===== Material supplied =====

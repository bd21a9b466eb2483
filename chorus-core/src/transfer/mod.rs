//! Resumable, chunked bundle pulls.
//!
//! A bundle is pulled a chunk at a time into a partial file whose length is
//! the resume point. The transport is the caller's: anything that can answer
//! "give me bytes from offset N" implements [`ChunkSource`].
//!
//! ## Protocol
//!
//! 1. Read the window start (partial file length, 0 when absent)
//! 2. Request a chunk at the window start
//! 3. `OK`: verify the chunk checksum when present, append, repeat until the
//!    window reaches the bundle size
//! 4. `Reset`: truncate the partial file and start again from 0
//! 5. `NoChange` / `Fail` / `NotAvailable`: stop and report the outcome

mod puller;
mod response;
mod storage;

use sha2::{Digest, Sha256};
use std::path::PathBuf;
use thiserror::Error;

pub use puller::{BundlePuller, ChunkSource, PullOptions, PullOutcome};
pub use response::{PullRequest, PullResponse, PullStatus};
pub use storage::{PullStorageManager, STORAGE_FOLDER_NAME};

/// Errors that stop a pull.
#[derive(Error, Debug)]
pub enum TransferError {
    #[error("I/O error for {0}: {1}")]
    Io(PathBuf, #[source] std::io::Error),

    #[error("Chunk at offset {offset} failed checksum verification")]
    ChecksumMismatch { offset: u64 },

    #[error("Received {received} bytes but the bundle is only {bundle_size} bytes")]
    Overrun { received: u64, bundle_size: u64 },

    #[error("Remote sent an empty chunk at offset {offset} of {bundle_size}")]
    Stalled { offset: u64, bundle_size: u64 },

    #[error("Cannot repair {len} bytes at offset {offset}: only {available} bytes on disk")]
    RepairOutOfRange { offset: u64, len: u64, available: u64 },

    #[error("Repair at offset {offset} expected {expected} bytes but received {received}")]
    RepairLength {
        offset: u64,
        expected: u64,
        received: u64,
    },

    #[error("Invalid bundle id {0:?}")]
    InvalidBundleId(String),

    #[error("Remote error: {0}")]
    Remote(String),
}

/// Lowercase hex SHA-256 of `data`, the checksum carried by pull responses.
pub fn checksum(data: &[u8]) -> String {
    hex::encode(Sha256::digest(data))
}

#[cfg(test)]
mod tests {
    use super::*;

    #[test]
    fn test_checksum_known_value() {
        assert_eq!(
            checksum(b""),
            "e3b0c44298fc1c149afbf4c8996fb92427ae41e4649b934ca495991b7852b855"
        );
        assert_ne!(checksum(b"a"), checksum(b"b"));
    }
}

=====

Return the opening line of the data and every line after it through the line containing "again from 0", please, exactly as written and with nothing added.

## Solved problem
repository bd21a9b466eb2483
filename chorus-core/src/transfer/mod.rs
//! Resumable, chunked bundle pulls.
//!
//! A bundle is pulled a chunk at a time into a partial file whose length is
//! the resume point. The transport is the caller's: anything that can answer
//! "give me bytes from offset N" implements [`ChunkSource`].
//!
//! ## Protocol
//!
//! 1. Read the window start (partial file length, 0 when absent)
//! 2. Request a chunk at the window start
//! 3. `OK`: verify the chunk checksum when present, append, repeat until the
//!    window reaches the bundle size
//! 4. `Reset`: truncate the partial file and start again from 0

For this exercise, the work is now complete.